Microbial Signatures of Thrombosis and Organ Failure in Surgical ICU Patients

Microbial Signatures of Thrombosis and Organ Failure in Surgical ICU Patients

Authors:
Ioannis Karikis, Yasmin Arda, Galit H. Frydman

Body of Abstract:
Background:
 Surgical ICU patients, exposed to severe physiological stress and broad-spectrum antimicrobials, may be vulnerable to pathogen-driven thrombosis and organ injury, but species-level data are limited.

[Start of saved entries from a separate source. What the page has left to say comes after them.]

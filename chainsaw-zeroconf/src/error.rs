use chainsaw_pattern::FormatError;
use thiserror::Error;

/// misuse of the registry or a descriptor it cannot serve
#[derive(Error, Debug)]
pub enum RegistryError {
    #[error("{0} is already connected")]
    AlreadyConnected(String),

    #[error("{0} is not connected")]
    NotConnected(String),

    #[error("invalid log format: {0}")]
    Format(#[from] FormatError),

    #[error("unsupported decoder '{0}': only line-oriented text is supported")]
    UnsupportedDecoder(String),

    #[error("invalid service descriptor: {0}")]
    InvalidDescriptor(String),

    #[error("cannot create source: {0}")]
    Source(String),
}

#[derive(Error, Debug)]
pub enum DiscoveryError {
    #[error("mDNS daemon error: {0}")]
    Daemon(String),

    #[error("cannot browse {service_type}: {reason}")]
    Browse { service_type: String, reason: String },
}

/// credential negotiation ended without credentials; the source is never opened
#[derive(Error, Debug, Clone, PartialEq, Eq)]
pub enum NegotiationError {
    #[error("no credential provider available for {0}")]
    NoProvider(String),

    #[error("credentials declined for {0}")]
    Declined(String),

    #[error("negotiation for {0} was cancelled")]
    Cancelled(String),

    #[error("cannot negotiate credentials for {0}: {1}")]
    Unavailable(String, String),
}
//! The 40-byte message header.
//!
//! ```text
//! ┌───────┬──────┬─────────────┬─────┬────────────┬────────────┬───────────┐
//! │ Magic │ Type │ Payload len │ Seq │ Request ID │ Session ID │ Window ID │
//! │ 2 B   │ u16  │ u32         │ u64 │ u64        │ u64        │ u64       │
//! └───────┴──────┴─────────────┴─────┴────────────┴────────────┴───────────┘
//! ```
//!
//! All multi-byte integers are Little Endian.

use crate::error::{Result, SpectraError};

/// Header size in bytes (fixed, exactly 40).
pub const HEADER_SIZE: usize = 40;

/// Magic bytes opening every frame ("SP").
pub const MAGIC: [u8; 2] = [0x53, 0x50];

/// Maximum payload size (256 MiB).
pub const MAX_PAYLOAD_SIZE: u32 = 256 * 1024 * 1024;

/// Protocol version spoken by this client.
pub const PROTOCOL_MAJOR: u16 = 1;
/// Minor protocol version.
pub const PROTOCOL_MINOR: u16 = 0;

/// Fixed-size header in front of every payload.
#[derive(Debug, Clone, Copy, PartialEq, Eq, Default)]
pub struct Header {
    /// Message kind (see [`msg_type`](super::msg_type)).
    pub msg_type: u16,
    /// Payload length in bytes.
    pub payload_len: u32,
    /// Per-connection send counter.
    pub seq: u64,
    /// Request identifier (0 = not a request).
    pub request_id: u64,
    /// Session assigned by the daemon at handshake.
    pub session_id: u64,
    /// Optional target window (0 = none).
    pub window_id: u64,
}

impl Header {
    /// Fields in wire order.
    pub fn new(
        msg_type: u16,
        payload_len: u32,
        seq: u64,
        request_id: u64,
        session_id: u64,
        window_id: u64,
    ) -> Self {
        Self {
            msg_type,
            payload_len,
            seq,
            request_id,
            session_id,
            window_id,
        }
    }

    /// Encode header to bytes (Little Endian).
    ///
    /// # Example
    ///
    /// ```
    /// use spectra_client::protocol::{msg_type, Header, HEADER_SIZE};
    ///
    /// let header = Header::new(msg_type::HELLO, 12, 1, 0, 0, 0);
    /// let bytes = header.encode();
    /// assert_eq!(bytes.len(), HEADER_SIZE);
    /// assert_eq!(&bytes[..2], b"SP");
    /// ```
    pub fn encode(&self) -> [u8; HEADER_SIZE] {
        let mut buf = [0u8; HEADER_SIZE];
        self.encode_into(&mut buf);
        buf
    }

    /// Write the header into the first `HEADER_SIZE` bytes of `buf`.
    ///
    /// # Panics
    ///
    /// Panics if buffer is smaller than `HEADER_SIZE` (40 bytes).
    pub fn encode_into(&self, buf: &mut [u8]) {
        buf[0..2].copy_from_slice(&MAGIC);
        buf[2..4].copy_from_slice(&self.msg_type.to_le_bytes());
        buf[4..8].copy_from_slice(&self.payload_len.to_le_bytes());
        buf[8..16].copy_from_slice(&self.seq.to_le_bytes());
        buf[16..24].copy_from_slice(&self.request_id.to_le_bytes());
        buf[24..32].copy_from_slice(&self.session_id.to_le_bytes());
        buf[32..40].copy_from_slice(&self.window_id.to_le_bytes());
    }

    /// Decode header from bytes (Little Endian).
    ///
    /// Returns `None` if the buffer is too short or the magic does not match.
    /// The payload length is not checked here; see [`Header::validate`].
    pub fn decode(buf: &[u8]) -> Option<Self> {
        if buf.len() < HEADER_SIZE || buf[0..2] != MAGIC {
            return None;
        }
        Some(Self {
            msg_type: u16::from_le_bytes([buf[2], buf[3]]),
            payload_len: u32::from_le_bytes([buf[4], buf[5], buf[6], buf[7]]),
            seq: read_u64(buf, 8),
            request_id: read_u64(buf, 16),
            session_id: read_u64(buf, 24),
            window_id: read_u64(buf, 32),
        })
    }

    /// Check the payload length against a configured maximum.
    pub fn validate(&self, max_payload_size: u32) -> Result<()> {
        if self.payload_len > max_payload_size {
            return Err(SpectraError::Protocol(format!(
                "Payload size {} exceeds maximum {}",
                self.payload_len, max_payload_size
            )));
        }
        Ok(())
    }

    /// Check if this frame carries no request correlation.
    #[inline]
    pub fn is_uncorrelated(&self) -> bool {
        self.request_id == 0
    }
}

#[inline]
fn read_u64(buf: &[u8], at: usize) -> u64 {
    let mut word = [0u8; 8];
    word.copy_from_slice(&buf[at..at + 8]);
    u64::from_le_bytes(word)
}

/// Same as [`Header::encode`].
#[inline]
pub fn encode_header(header: &Header) -> [u8; HEADER_SIZE] {
    header.encode()
}

/// Same as [`Header::decode`].
#[inline]
pub fn decode_header(buf: &[u8]) -> Option<Header> {
    Header::decode(buf)
}
//! Codec module - TLV payload encoding and typed messages.
//!
//! - [`PayloadEncoder`] / [`PayloadDecoder`] - the field-level TLV codec
//! - [`messages`] - one builder or decoder per request, response, and event
//!
//! # Example
//!
//! ```
//! use spectra_client::codec::messages::CreateFigure;
//!
//! let payload = CreateFigure::new("Test", 800, 600).encode();
//! let decoded = CreateFigure::decode(&payload);
//! assert_eq!(decoded.title, "Test");
//! assert_eq!((decoded.width, decoded.height), (800, 600));
//! ```

pub mod messages;
mod tlv;

pub use tlv::{PayloadDecoder, PayloadEncoder, FIELD_HEADER_SIZE};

We aimed to determine whether specific species-level microbial patterns are enriched in SICU patients who develop major thrombosis and/or organ failure.

Methods:
 We conducted a single-center retrospective cohort study of 137 surgical ICU (SICU) patients with suspected infection and available culture and sensitivity data who underwent longitudinal microbiologic sampling during their SICU admission between 2020 and 2024. For each patient, we identified growth of bacterial and fungal species, including speciation and antibiotic sensitivity data, as well as concurrent viral infection, as clinically indicated. The primary outcome was a major thrombotic event (MTE) (deep venous thrombosis, pulmonary embolism, line thrombosis, myocardial infarction, or stroke). Secondary outcomes were acute kidney injury (AKI) and acute liver failure (ALF) during the index hospitalization. Associations between microbial patterns and outcomes were evaluated descriptively using χ² or Fisher’s exact tests, as appropriate.

Results:
Of 137 patients, 22 (16%) developed an MTE. Among 132 patients with available renal and liver data, 41 (31%) developed AKI and 10 (8%) developed ALF. Thrombosis was more common in patients with Candida and several bacterial pathogens. Any Candida species were present in 36% of patients with thrombosis versus 4% without (p<0.001), driven predominantly by non-albicans Candida. Thrombotic patients were also more likely to grow Enterococcus species (23% vs 6%, p=0.038), Escherichia coli (E. coli) (27% vs 5%, p=0.003), Staphylococcus aureus (S. aureus) (14% vs 2%, p=0.023), and showed a trend towards Pseudomonas species (18% vs 4%, p=0.052). AKI exhibited a similar microbial signature. Candida species were again enriched in patients with AKI (27% vs 2%, p<0.001), as were Klebsiella pneumoniae (K. pneumoniae) (17% vs 6%, p=0.032), Enterococcus species (20% vs 4%, p=0.005), and E. coli (17% vs 6%, p=0.032). AKI also clustered with COVID-19 infection (78% vs 48%, p=0.001). ALF was less frequent but showed signals for Enterococcus faecium (E. faecium) (30% vs 7%, p=0.017) and K. pneumoniae (20% vs 2%, p=0.001) in a small subgroup. Conclusions:  In this SICU cohort, MTE, AKI, and ALF each appeared to have distinct infectious-agent signatures. These findings support the hypothesis that specific pathogens may play a significant role in the development of thrombosis and multi-organ failure in critically ill patients. These exploratory data are hypothesis-generating and justify larger studies that integrate microbiology, coagulation, and organ-dysfunction endpoints in the SICU population.